Microservice: Everyone Makes Mistakes — Part II

8 min readFeb 11, 2020

“Everyone makes mistakes. The wise are not people who never make mistakes, but those who forgive themselves and learn from their mistakes.” — Ajahn Brahm (theoretical physicist, author, and Buddhist monk)

In this second part, we return to the endeavor of providing, perhaps, for wise people, a shortcut to “learn from their mistakes” when applying the microservice pattern (if shortcuts exist at all). The first part was focused on the applicational design mistakes [1], whereas this second and final part is focused on architectural mistakes.

Indeed, a given system that applies the microservice pattern is a distributed system by definition, consequently, the architectural mistakes are deeply related to the fallacies of distributed computing [2] and their impact in the “-ilities”.

First Mistake — The avoidance of “Right Speech” or the legitimation of idle chatter

A practitioner committed to the “Right Speech” abstains from the idle chatter. In the realm of microservices, a common mistake is to allow the intrinsically distributed system to be designed using a monolithic “Procedure-Call-PC-mindset”, in rough words, “whenever it is needed, do a remote PC using REST over HTTP/S”, which certainly leads to idle chatter.

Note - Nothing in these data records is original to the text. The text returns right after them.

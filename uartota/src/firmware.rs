//! Firmware image loading.

use std::fs;
use std::path::{Path, PathBuf};

use log::debug;

use crate::checksum;
use crate::error::{Error, Result};

/// Default payload chunk size in bytes.
pub const DEFAULT_CHUNK_SIZE: usize = 256;

/// A non-empty firmware binary held in memory.
#[derive(Debug, Clone, PartialEq, Eq)]
pub struct Firmware {
    path: PathBuf,
    data: Vec<u8>,
}

impl Firmware {
    /// Load a firmware image from disk.
    ///
    /// Missing and zero-length files are rejected before any device I/O.
    pub fn from_file(path: impl AsRef<Path>) -> Result<Self> {
        let path = path.as_ref();
        if !path.is_file() {
            return Err(Error::FirmwareNotFound(path.to_path_buf()));
        }

        let data = fs::read(path)?;
        debug!("Loaded {} ({} bytes)", path.display(), data.len());
        Self::from_bytes(path, data)
    }

    /// Wrap bytes already in memory; `path` is used for messages only.
    pub fn from_bytes(path: impl Into<PathBuf>, data: Vec<u8>) -> Result<Self> {
        let path = path.into();
        if data.is_empty() {
            return Err(Error::EmptyFirmware(path));
        }
        Ok(Self { path, data })
    }

    /// Source path.
    pub fn path(&self) -> &Path {
        &self.path
    }

    /// Image bytes.
    pub fn data(&self) -> &[u8] {
        &self.data
    }

    /// Image size in bytes.
    pub fn len(&self) -> usize {
        self.data.len()
    }

    /// Always `false`; empty images cannot be constructed.
    pub fn is_empty(&self) -> bool {
        self.data.is_empty()
    }

    /// Whether the file name ends in `.bin` (case-insensitive).
    pub fn has_bin_extension(&self) -> bool {
        self.path
            .extension()
            .is_some_and(|ext| ext.eq_ignore_ascii_case("bin"))
    }

    /// Iterate over payload chunks of at most `chunk_size` bytes.
    pub fn chunks(&self, chunk_size: usize) -> Result<std::slice::Chunks<'_, u8>> {
        if chunk_size == 0 {
            return Err(Error::Config("chunk size must be greater than zero".into()));
        }
        Ok(self.data.chunks(chunk_size))
    }

    /// Number of chunks for `chunk_size`.
    pub fn chunk_count(&self, chunk_size: usize) -> usize {
        if chunk_size == 0 { 0 } else { self.data.len().div_ceil(chunk_size) }
    }

    /// CRC-32 of the image.
    pub fn crc32(&self) -> u32 {
        checksum::crc32(&self.data)
    }
}
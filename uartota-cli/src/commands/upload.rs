//! Upload command implementation.

use anyhow::{Context, Result};
use console::style;
use indicatif::{ProgressBar, ProgressDrawTarget, ProgressStyle};
use log::warn;
use std::path::Path;
use std::time::Duration;
use uartota::monitor::DEFAULT_MONITOR_DURATION;
use uartota::port::DEFAULT_BAUD;
use uartota::{
    Firmware, SerialConfig, Session, UploadDriver, UploadEvent, UploadOptions, UploadResult,
    format_crc32, monitor,
};

use crate::config::Config;
use crate::serial::{SerialOptions, select_serial_port};
use crate::{Cli, CliError, use_fancy_output, was_interrupted};

/// Merge CLI flags over config file values over library defaults.
fn upload_options(cli: &Cli, config: &Config) -> UploadOptions {
    let defaults = UploadOptions::default();
    UploadOptions {
        chunk_size: cli
            .chunk_size
            .or(config.upload.chunk_size)
            .unwrap_or(defaults.chunk_size),
        pacing: cli
            .pacing_ms
            .or(config.upload.pacing_ms)
            .map_or(defaults.pacing, Duration::from_millis),
        verify_crc: cli.verify || config.upload.verify,
        ..defaults
    }
}

fn monitor_duration(cli: &Cli, config: &Config) -> Duration {
    if cli.no_monitor {
        return Duration::ZERO;
    }
    cli.monitor
        .or(config.upload.monitor_secs)
        .map_or(DEFAULT_MONITOR_DURATION, Duration::from_secs)
}

fn progress_bar(cli: &Cli, total: usize) -> ProgressBar {
    if cli.quiet || !use_fancy_output() {
        return ProgressBar::hidden();
    }
    let pb = ProgressBar::new(total as u64);
    let bar_style = ProgressStyle::default_bar()
        .template("{spinner:.green} [{elapsed_precise}] [{bar:40.cyan/blue}] {bytes}/{total_bytes} {msg}")
        .map_or_else(|_| ProgressStyle::default_bar(), |s| s.progress_chars("#>-"));
    pb.set_style(bar_style);
    pb.set_draw_target(ProgressDrawTarget::stderr());
    pb
}

/// Upload the firmware at `path`, then watch device output.
pub(crate) fn cmd_upload(cli: &Cli, config: &Config, path: &Path) -> Result<()> {
    let firmware = Firmware::from_file(path)
        .with_context(|| format!("Failed to load firmware {}", path.display()))?;

    if !firmware.has_bin_extension() {
        warn!(
            "{} does not have a .bin extension; uploading anyway",
            path.display()
        );
    }

    if !cli.quiet {
        eprintln!(
            "{} {} ({} bytes)",
            style("📦").cyan(),
            path.display(),
            firmware.len()
        );
    }

    let options = upload_options(cli, config);
    let port = select_serial_port(
        &SerialOptions {
            port: cli.port.clone(),
            non_interactive: cli.non_interactive,
        },
        config,
    )?;
    let baud = cli.baud.or(config.connection.baud).unwrap_or(DEFAULT_BAUD);

    if !cli.quiet {
        eprintln!("{} Using port {port} at {baud} baud", style("🔌").cyan());
    }
    let mut session = Session::connect(&SerialConfig::new(&port, baud))
        .with_context(|| format!("Failed to open serial port {port}"))?;

    let pb = progress_bar(cli, firmware.len());
    let outcome = UploadDriver::new(&mut session, options).upload(&firmware, |event| match event {
        UploadEvent::State(state) => pb.set_message(state.to_string()),
        UploadEvent::Progress { sent, .. } => pb.set_position(*sent as u64),
        _ => {},
    });

    let result = match outcome {
        Ok(result) => {
            pb.finish_with_message("done");
            result
        },
        Err(uartota::Error::Interrupted) => {
            pb.abandon_with_message("interrupted");
            return Err(CliError::Cancelled("Upload interrupted".to_string()).into());
        },
        Err(e) => {
            pb.abandon_with_message("failed");
            return Err(anyhow::Error::new(e).context("Upload failed"));
        },
    };

    if !cli.quiet {
        print_summary(&result);
    }

    let duration = monitor_duration(cli, config);
    if !duration.is_zero() && !was_interrupted() {
        if !cli.quiet {
            eprintln!(
                "{} Device output ({}s, Ctrl-C to stop):",
                style("👀").cyan(),
                duration.as_secs()
            );
        }
        monitor(&mut session, duration, |line| println!("{line}"))
            .context("Monitoring device output failed")?;
    }

    session.disconnect()?;
    Ok(())
}

fn print_summary(result: &UploadResult) {
    eprintln!(
        "{} Upload complete: {} bytes in {} chunks",
        style("✓").green(),
        result.bytes_sent(),
        result.chunks_sent()
    );

    if let Some(expected) = result.checksum() {
        match result.device_checksum() {
            Some(actual) if actual == expected => eprintln!(
                "{} Checksum verified: {}",
                style("✓").green(),
                format_crc32(actual)
            ),
            Some(actual) => eprintln!(
                "{} Checksum mismatch: expected {}, device reported {}",
                style("⚠").yellow(),
                format_crc32(expected),
                format_crc32(actual)
            ),
            None => eprintln!(
                "{} Device did not report a checksum (expected {})",
                style("⚠").yellow(),
                format_crc32(expected)
            ),
        }
    }

    if !result.warnings().is_empty() {
        eprintln!(
            "{} {} warning(s) during upload",
            style("⚠").yellow(),
            result.warnings().len()
        );
    }
}
//! `--checksum-only` implementation.

use anyhow::{Context, Result};
use std::path::Path;
use uartota::{crc32_file, format_crc32};

/// Print the image's CRC-32 as 8 lowercase hex digits.
///
/// The file is streamed and no serial port is opened.
pub(crate) fn cmd_checksum(path: &Path) -> Result<()> {
    println!("{}", checksum_line(path)?);
    Ok(())
}

fn checksum_line(path: &Path) -> Result<String> {
    let crc = crc32_file(path)
        .with_context(|| format!("Failed to load firmware {}", path.display()))?;
    Ok(format_crc32(crc))
}
#[cfg(test)]
mod tests {
    use super::*;
    use crate::testing::ScriptedPort;

    const READY: &str = "Ready to receive firmware binary data\r\n";

    fn fast_options() -> UploadOptions {
        UploadOptions {
            chunk_size: 256,
            pacing: Duration::ZERO,
            start_timeout: Duration::from_millis(100),
            command_timeout: Some(Duration::from_millis(60)),
            erase_wait: Duration::from_millis(20),
            end_erase_on_ready: false,
            finish_delay: Duration::ZERO,
            status_delay: Duration::ZERO,
            verify_crc: false,
        }
    }

    fn session(port: ScriptedPort) -> Session<ScriptedPort> {
        Session::from_port(port, Duration::ZERO).unwrap()
    }

    fn firmware(len: usize) -> Firmware {
        let data = (0..len).map(|i| (i % 256) as u8).collect();
        Firmware::from_bytes("app.bin", data).unwrap()
    }

    #[test]
    fn test_state_transitions_forward_only() {
        use TransferState::*;
        assert!(Idle.can_transition_to(Started));
        assert!(Finishing.can_transition_to(Completed));
        assert!(Streaming.can_transition_to(Failed));
        assert!(!Streaming.can_transition_to(Erasing));
        assert!(!Completed.can_transition_to(Failed));
        assert!(!Failed.can_transition_to(Completed));
        assert!(!Idle.can_transition_to(Idle));
    }

    #[test]
    fn test_end_to_end_1024_bytes() {
        let port = ScriptedPort::new()
            .reply("otastart 1024", READY)
            .reply("otafinish", "[OTA] Firmware update completed. Total bytes: 1024\r\n")
            .reply("otastatus", "[OTA] idle\r\n");
        let mut session = session(port);
        let fw = firmware(1024);

        let mut states = Vec::new();
        let result = UploadDriver::new(&mut session, fast_options())
            .upload(&fw, |event| {
                if let UploadEvent::State(s) = event {
                    states.push(*s);
                }
            })
            .unwrap();

        assert_eq!(result.final_state(), TransferState::Completed);
        assert_eq!(result.bytes_sent(), 1024);
        assert_eq!(result.chunks_sent(), 4);
        assert!(result.warnings().is_empty());
        assert_eq!(
            states,
            vec![
                TransferState::Started,
                TransferState::Erasing,
                TransferState::Streaming,
                TransferState::Finishing,
                TransferState::Completed,
            ]
        );

        let port = session.port_mut().unwrap();
        let payload = port.payload_writes();
        assert_eq!(payload.len(), 4);
        assert!(payload.iter().all(|w| w.len() == 256));
        assert_eq!(port.commands(), vec!["otastart 1024", "otafinish", "otastatus"]);
    }

    #[test]
    fn test_uneven_chunking_sums_to_file_size() {
        let port = ScriptedPort::new().reply("otastart", READY);
        let mut session = session(port);
        let fw = firmware(1000);
        let options = UploadOptions {
            chunk_size: 300,
            ..fast_options()
        };

        let result = UploadDriver::new(&mut session, options)
            .upload(&fw, |_| {})
            .unwrap();

        let port = session.port_mut().unwrap();
        let lens: Vec<usize> = port.payload_writes().iter().map(|w| w.len()).collect();
        assert_eq!(lens, vec![300, 300, 300, 100]);
        assert_eq!(result.bytes_sent(), 1000);
    }

    #[test]
    fn test_rejected_start_writes_no_payload() {
        let port = ScriptedPort::new().reply("otastart", "Flash erase failed\r\n");
        let mut session = session(port);
        let fw = firmware(512);

        let mut driver = UploadDriver::new(&mut session, fast_options());
        let err = driver.upload(&fw, |_| {}).unwrap_err();

        assert!(matches!(err, Error::HandshakeFailed(_)));
        assert_eq!(driver.state(), TransferState::Failed);
        assert_eq!(driver.bytes_sent(), 0);
        drop(driver);
        assert!(session.port_mut().unwrap().payload_writes().is_empty());
    }

    #[test]
    fn test_silent_device_fails_start() {
        let mut session = session(ScriptedPort::new());
        let err = UploadDriver::new(&mut session, fast_options())
            .upload(&firmware(16), |_| {})
            .unwrap_err();
        assert!(matches!(err, Error::HandshakeFailed(_)));
    }

    #[test]
    fn test_write_error_aborts_without_retry() {
        let mut port = ScriptedPort::new().reply("otastart", READY);
        // otastart command + two chunks succeed, third chunk fails
        port.fail_writes_after = Some(3);
        let mut session = session(port);
        let fw = firmware(1024);

        let mut driver = UploadDriver::new(&mut session, fast_options());
        let err = driver.upload(&fw, |_| {}).unwrap_err();

        assert!(matches!(err, Error::Io(_)));
        assert_eq!(driver.state(), TransferState::Failed);
        assert_eq!(driver.bytes_sent(), 512);
        drop(driver);
        assert_eq!(session.port_mut().unwrap().payload_writes().len(), 2);
    }

    #[test]
    fn test_finish_and_status_failures_are_soft() {
        let port = ScriptedPort::new()
            .reply("otastart", READY)
            .reply("otafinish", "ERROR: not in OTA mode\r\n");
        let mut session = session(port);

        let result = UploadDriver::new(&mut session, fast_options())
            .upload(&firmware(300), |_| {})
            .unwrap();

        assert_eq!(result.final_state(), TransferState::Completed);
        // otafinish rejected, otastatus silent
        assert_eq!(result.warnings().len(), 2);
    }

    #[test]
    fn test_verify_matching_checksum() {
        let fw = firmware(700);
        let crc_reply = format!("CRC: 0x{:08X}\r\n", fw.crc32());
        let port = ScriptedPort::new()
            .reply("otastart", READY)
            .reply("otafinish", "done\r\n")
            .reply("otastatus", "idle\r\n")
            .reply("crc", &crc_reply);
        let mut session = session(port);
        let options = UploadOptions {
            verify_crc: true,
            ..fast_options()
        };

        let mut states = Vec::new();
        let result = UploadDriver::new(&mut session, options)
            .upload(&fw, |event| {
                if let UploadEvent::State(s) = event {
                    states.push(*s);
                }
            })
            .unwrap();

        assert_eq!(result.checksum(), Some(fw.crc32()));
        assert_eq!(result.device_checksum(), Some(fw.crc32()));
        assert_eq!(result.checksum_matches(), Some(true));
        assert!(states.contains(&TransferState::Verifying));
        assert!(result.warnings().is_empty());
    }

    #[test]
    fn test_verify_mismatch_is_advisory() {
        let port = ScriptedPort::new()
            .reply("otastart", READY)
            .reply("otafinish", "done\r\n")
            .reply("otastatus", "idle\r\n")
            .reply("crc", "crc=deadbeef\r\n");
        let mut session = session(port);
        let options = UploadOptions {
            verify_crc: true,
            ..fast_options()
        };

        let result = UploadDriver::new(&mut session, options)
            .upload(&firmware(64), |_| {})
            .unwrap();

        assert_eq!(result.final_state(), TransferState::Completed);
        assert_eq!(result.device_checksum(), Some(0xDEADBEEF));
        assert_eq!(result.checksum_matches(), Some(false));
        assert_eq!(result.warnings().len(), 1);
    }

    #[test]
    fn test_verify_unsupported_command_is_advisory() {
        let port = ScriptedPort::new()
            .reply("otastart", READY)
            .reply("otafinish", "done\r\n")
            .reply("otastatus", "idle\r\n")
            .reply("crc", "invalid command \r\n");
        let mut session = session(port);
        let options = UploadOptions {
            verify_crc: true,
            ..fast_options()
        };

        let result = UploadDriver::new(&mut session, options)
            .upload(&firmware(64), |_| {})
            .unwrap();

        assert_eq!(result.final_state(), TransferState::Completed);
        assert_eq!(result.device_checksum(), None);
        assert_eq!(result.checksum_matches(), None);
    }

    #[test]
    fn test_confirmation_during_erase_wait_ends_it_early() {
        let port = ScriptedPort::new().reply(
            "otastart",
            "Ready to receive firmware binary data\r\nOTA state confirmed: RECEIVING mode active\r\n",
        );
        let mut session = session(port);
        let options = UploadOptions {
            start_timeout: Duration::from_millis(50),
            erase_wait: Duration::from_secs(30),
            end_erase_on_ready: true,
            ..fast_options()
        };

        let start = Instant::now();
        UploadDriver::new(&mut session, options)
            .upload(&firmware(10), |_| {})
            .unwrap();
        assert!(start.elapsed() < Duration::from_secs(5));
    }

    #[test]
    fn test_erase_wait_is_unconditional_by_default() {
        let port = ScriptedPort::new().reply(
            "otastart",
            "Ready to receive firmware binary data\r\nOTA state confirmed: RECEIVING mode active\r\n",
        );
        let mut session = session(port);
        let options = UploadOptions {
            start_timeout: Duration::from_millis(50),
            erase_wait: Duration::from_millis(300),
            ..fast_options()
        };
        assert!(!options.end_erase_on_ready);

        let start = Instant::now();
        UploadDriver::new(&mut session, options)
            .upload(&firmware(10), |_| {})
            .unwrap();
        assert!(start.elapsed() >= Duration::from_millis(300));
    }

    #[test]
    fn test_progress_every_ten_chunks_and_at_end() {
        let port = ScriptedPort::new().reply("otastart", READY);
        let mut session = session(port);
        let options = UploadOptions {
            chunk_size: 10,
            ..fast_options()
        };

        let mut progress = Vec::new();
        UploadDriver::new(&mut session, options)
            .upload(&firmware(250), |event| {
                if let UploadEvent::Progress { sent, total } = event {
                    progress.push((*sent, *total));
                }
            })
            .unwrap();

        assert_eq!(progress, vec![(100, 250), (200, 250), (250, 250)]);
    }

    #[test]
    fn test_events_include_traffic() {
        let port = ScriptedPort::new().reply("otastart", READY);
        let mut session = session(port);

        let mut sent = Vec::new();
        let mut received = Vec::new();
        UploadDriver::new(&mut session, fast_options())
            .upload(&firmware(8), |event| match event {
                UploadEvent::CommandSent(text) => sent.push((*text).to_string()),
                UploadEvent::LineReceived(line) => received.push((*line).to_string()),
                _ => {},
            })
            .unwrap();

        assert_eq!(sent, vec!["otastart 8", "otafinish", "otastatus"]);
        assert_eq!(received, vec!["Ready to receive firmware binary data"]);
    }

    #[test]
    fn test_zero_chunk_size_is_config_error() {
        let mut session = session(ScriptedPort::new());
        let options = UploadOptions {
            chunk_size: 0,
            ..fast_options()
        };
        let err = UploadDriver::new(&mut session, options)
            .upload(&firmware(8), |_| {})
            .unwrap_err();
        assert!(matches!(err, Error::Config(_)));
        assert!(session.port_mut().unwrap().writes.is_empty());
    }

    #[test]
    fn test_driver_is_single_use() {
        let port = ScriptedPort::new().reply("otastart", READY);
        let mut session = session(port);
        let fw = firmware(8);

        let mut driver = UploadDriver::new(&mut session, fast_options());
        driver.upload(&fw, |_| {}).unwrap();
        assert!(matches!(
            driver.upload(&fw, |_| {}),
            Err(Error::InvalidState { .. })
        ));
    }

    #[test]
    fn test_interrupt_aborts_stream() {
        let port = ScriptedPort::new().reply("otastart", READY);
        let mut session = session(port);
        let options = UploadOptions {
            chunk_size: 16,
            ..fast_options()
        };

        let mut driver = UploadDriver::new(&mut session, options);
        let err = driver
            .upload(&firmware(64), |event| {
                if let UploadEvent::State(TransferState::Streaming) = event {
                    crate::test_set_interrupted(true);
                }
            })
            .unwrap_err();
        crate::test_set_interrupted(false);

        assert!(matches!(err, Error::Interrupted));
        assert_eq!(driver.state(), TransferState::Failed);
        assert_eq!(driver.bytes_sent(), 0);
    }
}
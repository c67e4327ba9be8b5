//! Post-upload device output monitor.

use std::time::{Duration, Instant};

use log::{debug, info};

use crate::error::{Error, Result};
use crate::port::Port;
use crate::session::Session;

/// Poll interval while monitoring.
pub const MONITOR_POLL_INTERVAL: Duration = Duration::from_millis(100);

/// Default monitoring window after an upload.
pub const DEFAULT_MONITOR_DURATION: Duration = Duration::from_secs(5);

/// Watch device output for `duration`, passing each cleaned, non-empty line
/// to `on_line`.
///
/// Returns the number of lines seen. Quiet periods are not errors, and an
/// interruption ends the window early with `Ok`.
pub fn monitor<P, F>(session: &mut Session<P>, duration: Duration, mut on_line: F) -> Result<usize>
where
    P: Port,
    F: FnMut(&str),
{
    if duration.is_zero() {
        return Ok(0);
    }

    info!("Monitoring device output for {}s...", duration.as_secs_f32());
    let deadline = Instant::now() + duration;
    let mut count = 0;

    loop {
        match session.read_line_polling(deadline, MONITOR_POLL_INTERVAL) {
            Ok(Some(line)) => {
                let cleaned = clean_monitor_text(&line);
                if !cleaned.trim().is_empty() {
                    on_line(&cleaned);
                    count += 1;
                }
            },
            Ok(None) => {},
            Err(Error::Interrupted) => {
                debug!("Monitor interrupted after {count} line(s)");
                break;
            },
            Err(e) => return Err(e),
        }

        if Instant::now() >= deadline {
            break;
        }
    }

    info!("Monitoring complete");
    Ok(count)
}

/// Drop control characters other than tab from one received line.
pub fn clean_monitor_text(line: &str) -> String {
    line.chars().filter(|&ch| ch == '\t' || !ch.is_control()).collect()
}
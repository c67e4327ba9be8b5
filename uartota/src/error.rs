//! Error types for uartota.

use std::io;
use std::path::PathBuf;
use thiserror::Error;

use crate::upload::TransferState;

/// Result type for uartota operations.
pub type Result<T> = std::result::Result<T, Error>;

/// Error type for uartota operations.
#[derive(Debug, Error)]
pub enum Error {
    /// I/O error (serial port, file operations).
    #[error("I/O error: {0}")]
    Io(#[from] io::Error),

    /// Serial port error.
    #[cfg(feature = "native")]
    #[error("Serial port error: {0}")]
    Serial(#[from] serialport::Error),

    /// Firmware file does not exist.
    #[error("Firmware file not found: {}", .0.display())]
    FirmwareNotFound(PathBuf),

    /// Firmware file exists but has no content.
    #[error("Empty firmware file: {}", .0.display())]
    EmptyFirmware(PathBuf),

    /// Device rejected or never answered a required command.
    #[error("Handshake failed: {0}")]
    HandshakeFailed(String),

    /// Session used after disconnect.
    #[error("Not connected")]
    NotConnected,

    /// Upload driver asked to move backwards or out of a terminal state.
    #[error("Invalid transfer state transition: {from} -> {to}")]
    InvalidState {
        /// State the driver was in.
        from: TransferState,
        /// State that was requested.
        to: TransferState,
    },

    /// Operation stopped by the embedding application.
    #[error("Interrupted")]
    Interrupted,

    /// Configuration error.
    #[error("Configuration error: {0}")]
    Config(String),
}
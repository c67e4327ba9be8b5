//! OTA text protocol: line framing, commands and handshakes.

pub mod command;
pub mod handshake;
pub mod line;

// Re-export common types
pub use command::{COMMAND_TIMEOUT, Command, FAILURE_PATTERNS, START_TIMEOUT};
pub use handshake::{
    HandshakeEngine, HandshakeObserver, HandshakeOutcome, LenientClassifier, LineClass,
    NoopObserver, ResponseClassifier, Verdict,
};
pub use line::LineReader;
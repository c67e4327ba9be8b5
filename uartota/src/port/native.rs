//! Native serial port implementation using the `serialport` crate.

use {
    crate::{
        error::{Error, Result},
        port::{
            DataBits, FlowControl, Parity, Port, PortEnumerator, PortInfo, SerialConfig, StopBits,
        },
    },
    log::trace,
    serialport::ClearBuffer,
    std::{
        io::{Read, Write},
        time::Duration,
    },
};

/// Native serial port implementation.
pub struct NativePort {
    port: Option<Box<dyn serialport::SerialPort>>,
    name: String,
    timeout: Duration,
    baud_rate: u32,
}

impl NativePort {
    /// Open a serial port with the given configuration.
    pub fn open(config: &SerialConfig) -> Result<Self> {
        trace!(
            "Opening {} at {} baud ({:?}/{:?}/{:?})",
            config.port_name, config.baud_rate, config.data_bits, config.parity, config.stop_bits
        );
        let port = serialport::new(&config.port_name, config.baud_rate)
            .timeout(config.timeout)
            .data_bits(config.data_bits.into())
            .parity(config.parity.into())
            .stop_bits(config.stop_bits.into())
            .flow_control(config.flow_control.into())
            .open()?;

        Ok(Self {
            port: Some(port),
            name: config.port_name.clone(),
            timeout: config.timeout,
            baud_rate: config.baud_rate,
        })
    }

    fn closed_error() -> Error {
        Error::Serial(serialport::Error::new(
            serialport::ErrorKind::NoDevice,
            "Port is closed",
        ))
    }
}

impl Port for NativePort {
    fn set_timeout(&mut self, timeout: Duration) -> Result<()> {
        if let Some(ref mut p) = self.port {
            p.set_timeout(timeout)?;
        }
        self.timeout = timeout;
        Ok(())
    }

    fn timeout(&self) -> Duration {
        self.timeout
    }

    fn baud_rate(&self) -> u32 {
        self.baud_rate
    }

    fn bytes_to_read(&mut self) -> Result<usize> {
        match self.port {
            Some(ref p) => Ok(p.bytes_to_read()? as usize),
            None => Err(Self::closed_error()),
        }
    }

    fn clear_buffers(&mut self) -> Result<()> {
        if let Some(ref mut p) = self.port {
            p.clear(ClearBuffer::All)?;
        }
        Ok(())
    }

    fn name(&self) -> &str {
        &self.name
    }

    fn close(&mut self) -> Result<()> {
        // Dropping the handle closes the device
        if self.port.take().is_some() {
            trace!("Closed {}", self.name);
        }
        Ok(())
    }

    fn is_open(&self) -> bool {
        self.port.is_some()
    }
}

impl Read for NativePort {
    fn read(&mut self, buf: &mut [u8]) -> std::io::Result<usize> {
        self.port
            .as_mut()
            .ok_or_else(|| std::io::Error::new(std::io::ErrorKind::NotConnected, "port closed"))
            .and_then(|p| p.read(buf))
    }
}

impl Write for NativePort {
    fn write(&mut self, buf: &[u8]) -> std::io::Result<usize> {
        self.port
            .as_mut()
            .ok_or_else(|| std::io::Error::new(std::io::ErrorKind::NotConnected, "port closed"))
            .and_then(|p| p.write(buf))
    }

    fn flush(&mut self) -> std::io::Result<()> {
        self.port
            .as_mut()
            .ok_or_else(|| std::io::Error::new(std::io::ErrorKind::NotConnected, "port closed"))
            .and_then(std::io::Write::flush)
    }
}

/// Native port enumerator.
pub struct NativePortEnumerator;

impl PortEnumerator for NativePortEnumerator {
    fn list_ports() -> Result<Vec<PortInfo>> {
        let ports = serialport::available_ports().map_err(Error::Serial)?;

        Ok(ports
            .into_iter()
            .map(|p| {
                let (vid, pid, product) = match &p.port_type {
                    serialport::SerialPortType::UsbPort(info) => {
                        (Some(info.vid), Some(info.pid), info.product.clone())
                    },
                    _ => (None, None, None),
                };

                PortInfo {
                    name: p.port_name,
                    vid,
                    pid,
                    product,
                }
            })
            .collect())
    }
}

// Type conversions from our types to serialport types

impl From<DataBits> for serialport::DataBits {
    fn from(bits: DataBits) -> Self {
        match bits {
            DataBits::Seven => Self::Seven,
            DataBits::Eight => Self::Eight,
        }
    }
}

impl From<Parity> for serialport::Parity {
    fn from(parity: Parity) -> Self {
        match parity {
            Parity::None => Self::None,
            Parity::Odd => Self::Odd,
            Parity::Even => Self::Even,
        }
    }
}

impl From<StopBits> for serialport::StopBits {
    fn from(bits: StopBits) -> Self {
        match bits {
            StopBits::One => Self::One,
            StopBits::Two => Self::Two,
        }
    }
}

impl From<FlowControl> for serialport::FlowControl {
    fn from(flow: FlowControl) -> Self {
        match flow {
            FlowControl::None => Self::None,
            FlowControl::Hardware => Self::Hardware,
            FlowControl::Software => Self::Software,
        }
    }
}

This mistake bears a close relation to the mistakes explored in the first part, in particular, to the ‘Second Mistake — The avoidance of the “Middle Way” or about the wrong scope size of the microservices’ and the ‘Third Mistake — The avoidance of “Right Effort” or the lack of proper design’ [1]. In fact, it works as a “technical endorsement” to allow excessive communications between services and to avoid questions that naturally arise regarding complexities of communication between services, e.g., “why do we need to use a REST call over HTTPS to retrieve the genders? what is the frequency of change of genders? should I cache locally this data? what is the SLA of the genders’ service?”.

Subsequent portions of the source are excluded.